The link between theory and practice leads to the first ambition of the literature review. The creative work at the core of this research project, the development of humorous conversational agents, needs to be grounded in a theory of humour that can encompass the interaction of human and non-human actors. I feel Bergson's theory supplies this basis. I argue that his “new law” of comedy that states, “We laugh every time a person gives us the impression of being a thing” may be tested by being inverted (Bergson 2005, p.28, Original Publication 1911). That is, will we laugh when a thing gives the impression of being a person? Testing this argument in a creative work is a substantive addition to the field. The logic of undertaking such an inversion test is based on the “Computers as Social Actors” (CASA) paradigm.

Humour has been studied from various perspectives including the psychological, social and anthropological. Each of these domains has contributed a unique theoretical understanding. However, added to these academic understandings of humour are accounts of the practice of humour. For example, Cicero’s
De Oratore can be understood as an account of the verbal techniques used to promote a cause or defend a client. Likewise, Stephen Halliwell in the introduction to his translation of Aristotle’s Poetics argues that “The Poetics … represents something in the nature of teaching materials or ‘lecture notes’, produced not as a text for private reading by anyone interested, but for instructional use in an educational context” (Halliwell in Aristotle 1995, p.4). These texts, and more modern ones, provide an insight into the link between theory and practice.

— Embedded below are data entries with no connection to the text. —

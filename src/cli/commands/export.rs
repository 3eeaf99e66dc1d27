//! Export command implementation
//!
//! This module implements the `export` command: select data elements, org
//! units and a period, run the export and write the CSV file.

use crate::cli::commands::{open_session, split_ids};
use crate::cli::{exit_code, exit_code_for};
use crate::core::selection::SelectionKind;
use crate::domain::PeriodSpec;
use chrono::Utc;
use clap::Args;
use std::path::PathBuf;

/// Arguments for the export command
#[derive(Args, Debug)]
pub struct ExportArgs {
    /// Skip confirmation prompt
    #[arg(short, long)]
    pub yes: bool,

    /// Data element ids to export (comma-separated)
    #[arg(long, value_name = "IDS", conflicts_with = "all_data_elements")]
    pub data_elements: Option<String>,

    /// Export every data element of every dataset
    #[arg(long)]
    pub all_data_elements: bool,

    /// Organisation unit ids to export (comma-separated)
    #[arg(long, value_name = "IDS", conflicts_with = "all_org_units")]
    pub org_units: Option<String>,

    /// Export every organisation unit
    #[arg(long)]
    pub all_org_units: bool,

    /// Period: 2024-01, 202401, 2024Q1, 2024, 2020..2024 or
    /// 2024-01-01..2024-03-31
    #[arg(short, long)]
    pub period: Option<String>,

    /// Output file; defaults to `<output_dir>/<file_prefix>-<date>.csv`
    #[arg(short, long)]
    pub output: Option<PathBuf>,
}

impl ExportArgs {
    /// Execute the export command
    pub async fn execute(&self, config_path: &str) -> anyhow::Result<i32> {
        tracing::info!("Starting export command");

        // Parse the period before going to the network
        let period = match self.period.as_deref().map(str::parse::<PeriodSpec>).transpose() {
            Ok(p) => p,
            Err(e) => {
                eprintln!("❌ {e}");
                return Ok(exit_code_for(&e));
            }
        };

        let (config, mut session) = match open_session(config_path).await {
            Ok(s) => s,
            Err(code) => return Ok(code),
        };
        println!("✅ Welcome, {}!", session.welcome_name());

        if self.all_data_elements {
            session
                .selection
                .select_all(SelectionKind::DataElements, &session.catalog);
        } else if let Some(ids) = &self.data_elements {
            for id in split_ids(ids) {
                session.selection.select(SelectionKind::DataElements, id);
            }
        }

        if self.all_org_units {
            session
                .selection
                .select_all(SelectionKind::OrgUnits, &session.catalog);
        } else if let Some(ids) = &self.org_units {
            for id in split_ids(ids) {
                session.selection.select(SelectionKind::OrgUnits, id);
            }
        }

        // Confirmation prompt (unless --yes)
        if !self.yes {
            println!();
            println!("Export Configuration:");
            println!(
                "  Data elements: {}",
                session.selection.selected_count(SelectionKind::DataElements)
            );
            println!(
                "  Organisation units: {}",
                session.selection.selected_count(SelectionKind::OrgUnits)
            );
            println!(
                "  Period: {}",
                period.map_or_else(|| "(none)".to_string(), |p| p.to_string())
            );
            println!();
            print!("Proceed with export? [y/N]: ");
            use std::io::{self, Write};
            io::stdout().flush()?;

            let mut input = String::new();
            io::stdin().read_line(&mut input)?;

            if !input.trim().eq_ignore_ascii_case("y") {
                println!("Export cancelled.");
                return Ok(exit_code::SUCCESS);
            }
        }

        println!("🚀 Starting export...");
        println!();

        let summary = match session.export(period.as_ref()).await {
            Ok(s) => s,
            Err(failure) => {
                eprintln!("{}", failure.log.render());
                eprintln!();
                eprintln!("❌ Export failed: {}", failure.error);
                return Ok(exit_code_for(&failure.error));
            }
        };

        println!("{}", summary.log.render());
        println!();

        let Some(csv) = &summary.csv else {
            println!("ℹ️  No data values found for selected criteria");
            return Ok(exit_code::PARTIAL);
        };

        let path = self
            .output
            .clone()
            .unwrap_or_else(|| config.export.output_path(Utc::now().date_naive()));

        if let Some(parent) = path.parent().filter(|p| !p.as_os_str().is_empty()) {
            std::fs::create_dir_all(parent)?;
        }
        std::fs::write(&path, csv)?;
        tracing::info!(path = %path.display(), bytes = csv.len(), "CSV written");

        println!("📊 Export Summary:");
        println!("  Run: {}", summary.run_id);
        println!("  Data values: {}", summary.tuple_count);
        println!("  Data elements: {}", summary.data_element_count);
        println!("  Organisation units: {}", summary.org_unit_count);
        println!("  Rows: {}", summary.row_count);
        println!("  Columns: {}", summary.column_count);
        println!("  Duration: {:.2}s", summary.duration.as_secs_f64());
        println!("  File: {}", path.display());
        println!();

        for warning in &summary.warnings {
            println!("⚠️  {warning}");
        }

        println!("✅ Dataset data downloaded successfully!");
        Ok(exit_code::SUCCESS)
    }
}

The second ambition is to provide an overview of the existing literature. This overview is structured as a chronology to make explicit the historical order of the threads and concepts that have informed the current state of humour theory.

So far this all sounds 'cool and froody' to use a Zaphod Beeblebrox expression. Truth be told - I'm a lot more like Arthur Dent than the freewheeling Zaphod. I've developed a personal relationship with a brick wall - I keep hitting my head against it and it doesn't seem to mind in the slightest.

More on this later.

Friday, February 19, 2010

GTVH.. additional thoughts

Of late I've been battling with the age old question of authorial intention in relation to the semantic-script theory (or SSTH) of Raskin and the more developed general theory (or GTVH) of Attardo and Raskin.

I've been thinking about my supervisor's work on the structures of political speeches and, in particular, the speeches of Churchill. The semantic and linguistic structures look so much like the structures of humour. Couplets and triplets working, often using incongruous elements, to make a memorable and surprising statement. Maybe this is why they can be so easily parodied? This leads me to question whether the application of the General Theory of Verbal Humour presupposes the intention of the script or performance. Would the GTVH give a 'false positive' if applied to "Now this is not the end. It is not even the beginning of the end. But it is, perhaps, the end of the beginning."

Anyway, these are the ongoing thoughts.